## WHAT THE TASK ASKS
The word "Server" occurs in some of the lines below; copy each of those lines.

- - -

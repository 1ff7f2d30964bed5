//! In-memory record store
//!
//! Used for dry runs and tests. Failures can be injected per record and
//! operation with an HTTP status, which the store then reports exactly as the
//! Vault store would.

use async_trait::async_trait;
use dashmap::DashMap;
use serde::{Deserialize, Serialize};
use std::sync::atomic::{AtomicUsize, Ordering};
use tracing::debug;

use vts_common::{RecordKind, Role, Transformation};

use crate::error::{Result, StoreError};
use crate::RecordStore;

/// Store operation a failure can be injected into
#[derive(Debug, Clone, Copy, PartialEq, Eq, Hash)]
pub enum Operation {
    Find,
    Create,
    Save,
}

/// Serializable contents of a [`MemoryRecordStore`]
#[derive(Debug, Clone, Default, Serialize, Deserialize)]
pub struct Snapshot {
    #[serde(default)]
    pub roles: Vec<Role>,
    #[serde(default)]
    pub transformations: Vec<Transformation>,
}

type Key = (String, String);

#[derive(Debug, Default)]
pub struct MemoryRecordStore {
    roles: DashMap<Key, Role>,
    transformations: DashMap<Key, Transformation>,
    failures: DashMap<(RecordKind, String, Operation), u16>,
    writes: AtomicUsize,
}

impl MemoryRecordStore {
    pub fn new() -> Self {
        Self::default()
    }

    pub fn from_snapshot(snapshot: Snapshot, default_backend: &str) -> Self {
        let store = Self::new();
        for mut role in snapshot.roles {
            if role.backend.is_empty() {
                role.backend = default_backend.to_string();
            }
            store.insert_role(role);
        }
        for mut transformation in snapshot.transformations {
            if transformation.backend.is_empty() {
                transformation.backend = default_backend.to_string();
            }
            store.insert_transformation(transformation);
        }
        store
    }

    /// Current contents, sorted by backend and identifier
    pub fn snapshot(&self) -> Snapshot {
        let mut roles: Vec<Role> = self.roles.iter().map(|e| e.value().clone()).collect();
        roles.sort_by(|a, b| (&a.backend, &a.id).cmp(&(&b.backend, &b.id)));

        let mut transformations: Vec<Transformation> =
            self.transformations.iter().map(|e| e.value().clone()).collect();
        transformations.sort_by(|a, b| (&a.backend, &a.id).cmp(&(&b.backend, &b.id)));

        Snapshot { roles, transformations }
    }

    pub fn insert_role(&self, role: Role) {
        self.roles.insert((role.backend.clone(), role.id.clone()), role);
    }

    pub fn insert_transformation(&self, transformation: Transformation) {
        self.transformations.insert(
            (transformation.backend.clone(), transformation.id.clone()),
            transformation,
        );
    }

    pub fn role(&self, backend: &str, id: &str) -> Option<Role> {
        self.roles
            .get(&(backend.to_string(), id.to_string()))
            .map(|r| r.value().clone())
    }

    pub fn transformation(&self, backend: &str, id: &str) -> Option<Transformation> {
        self.transformations
            .get(&(backend.to_string(), id.to_string()))
            .map(|t| t.value().clone())
    }

    /// Make `operation` on record `id` fail with `status` from now on
    pub fn fail(&self, kind: RecordKind, id: impl Into<String>, operation: Operation, status: u16) {
        self.failures.insert((kind, id.into(), operation), status);
    }

    /// Shorthand for a 403 failure
    pub fn deny(&self, kind: RecordKind, id: impl Into<String>, operation: Operation) {
        self.fail(kind, id, operation, 403);
    }

    /// Number of successful creates and saves
    pub fn write_count(&self) -> usize {
        self.writes.load(Ordering::SeqCst)
    }

    fn check(&self, kind: RecordKind, id: &str, operation: Operation) -> Result<()> {
        match self.failures.get(&(kind, id.to_string(), operation)) {
            Some(status) => {
                debug!(%kind, id, ?operation, status = *status, "Injected store failure");
                Err(StoreError::from_status(
                    *status,
                    format!("injected failure for {} {}", kind, id),
                ))
            }
            None => Ok(()),
        }
    }

    fn record_write(&self) {
        self.writes.fetch_add(1, Ordering::SeqCst);
    }
}

#[async_trait]
impl RecordStore for MemoryRecordStore {
    async fn find_role(&self, backend: &str, id: &str) -> Result<Role> {
        self.check(RecordKind::Role, id, Operation::Find)?;
        self.role(backend, id)
            .ok_or_else(|| StoreError::NotFound(format!("role {}/{}", backend, id)))
    }

    async fn find_transformation(&self, backend: &str, id: &str) -> Result<Transformation> {
        self.check(RecordKind::Transformation, id, Operation::Find)?;
        self.transformation(backend, id)
            .ok_or_else(|| StoreError::NotFound(format!("transformation {}/{}", backend, id)))
    }

    async fn create_role(&self, role: &Role) -> Result<()> {
        self.check(RecordKind::Role, &role.id, Operation::Create)?;
        let key = (role.backend.clone(), role.id.clone());
        if self.roles.contains_key(&key) {
            return Err(StoreError::from_status(409, format!("role {} already exists", role.id)));
        }
        self.roles.insert(key, role.clone());
        self.record_write();
        Ok(())
    }

    async fn save_role(&self, role: &Role) -> Result<()> {
        self.check(RecordKind::Role, &role.id, Operation::Save)?;
        self.insert_role(role.clone());
        self.record_write();
        Ok(())
    }

    async fn create_transformation(&self, transformation: &Transformation) -> Result<()> {
        self.check(RecordKind::Transformation, &transformation.id, Operation::Create)?;
        let key = (transformation.backend.clone(), transformation.id.clone());
        if self.transformations.contains_key(&key) {
            return Err(StoreError::from_status(
                409,
                format!("transformation {} already exists", transformation.id),
            ));
        }
        self.transformations.insert(key, transformation.clone());
        self.record_write();
        Ok(())
    }

    async fn save_transformation(&self, transformation: &Transformation) -> Result<()> {
        self.check(RecordKind::Transformation, &transformation.id, Operation::Save)?;
        self.insert_transformation(transformation.clone());
        self.record_write();
        Ok(())
    }
}
//! Error types for record store operations

use thiserror::Error;

pub type Result<T> = std::result::Result<T, StoreError>;

#[derive(Error, Debug)]
pub enum StoreError {
    /// 401
    #[error("Authentication failed: {0}")]
    Authentication(String),

    /// 403
    #[error("Permission denied: {0}")]
    Forbidden(String),

    /// 404
    #[error("Not found: {0}")]
    NotFound(String),

    /// 400 / 409 / 422
    #[error("Invalid request ({status}): {message}")]
    Invalid { status: u16, message: String },

    /// 429
    #[error("Rate limit exceeded")]
    RateLimited,

    /// 5xx
    #[error("Server error ({status}): {message}")]
    Server { status: u16, message: String },

    /// Any other non-success status
    #[error("Unexpected HTTP {status}: {message}")]
    Status { status: u16, message: String },

    #[error("HTTP error: {0}")]
    Http(#[from] reqwest::Error),

    #[error("JSON error: {0}")]
    Json(#[from] serde_json::Error),

    #[error("Configuration error: {0}")]
    Config(String),

    #[error("{0}")]
    Other(String),
}

impl StoreError {
    /// Build an error from a non-success HTTP status and its message
    pub fn from_status(status: u16, message: String) -> Self {
        match status {
            401 => StoreError::Authentication(message),
            403 => StoreError::Forbidden(message),
            404 => StoreError::NotFound(message),
            400 | 409 | 422 => StoreError::Invalid { status, message },
            429 => StoreError::RateLimited,
            500..=599 => StoreError::Server { status, message },
            _ => StoreError::Status { status, message },
        }
    }

    /// HTTP status behind this error, if one was received
    pub fn status(&self) -> Option<u16> {
        match self {
            StoreError::Authentication(_) => Some(401),
            StoreError::Forbidden(_) => Some(403),
            StoreError::NotFound(_) => Some(404),
            StoreError::Invalid { status, .. }
            | StoreError::Server { status, .. }
            | StoreError::Status { status, .. } => Some(*status),
            StoreError::RateLimited => Some(429),
            StoreError::Http(e) => e.status().map(|s| s.as_u16()),
            StoreError::Json(_) | StoreError::Config(_) | StoreError::Other(_) => None,
        }
    }

    pub fn is_permission_denied(&self) -> bool {
        matches!(self, StoreError::Forbidden(_))
    }

    pub fn is_not_found(&self) -> bool {
        matches!(self, StoreError::NotFound(_))
    }

    pub fn is_retryable(&self) -> bool {
        matches!(self, StoreError::RateLimited | StoreError::Server { .. })
    }
}

#[cfg(test)]
mod tests {
    use super::*;

    #[test]
    fn test_from_status_round_trips_status() {
        for status in [400, 401, 403, 404, 409, 422, 429, 500, 503, 418] {
            let err = StoreError::from_status(status, "boom".into());
            assert_eq!(err.status(), Some(status), "status {}", status);
        }
    }

    #[test]
    fn test_classification() {
        assert!(StoreError::from_status(403, String::new()).is_permission_denied());
        assert!(StoreError::from_status(404, String::new()).is_not_found());
        assert!(StoreError::from_status(503, String::new()).is_retryable());
        assert!(StoreError::from_status(429, String::new()).is_retryable());
        assert!(!StoreError::from_status(400, String::new()).is_retryable());
        assert_eq!(StoreError::Other("x".into()).status(), None);
    }
}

- - -

## RESULT FOR THIS EXERCISE
    #[error("Server error ({status}): {message}")]
    Server { status: u16, message: String },
            500..=599 => StoreError::Server { status, message },
            | StoreError::Server { status, .. }
        matches!(self, StoreError::RateLimited | StoreError::Server { .. })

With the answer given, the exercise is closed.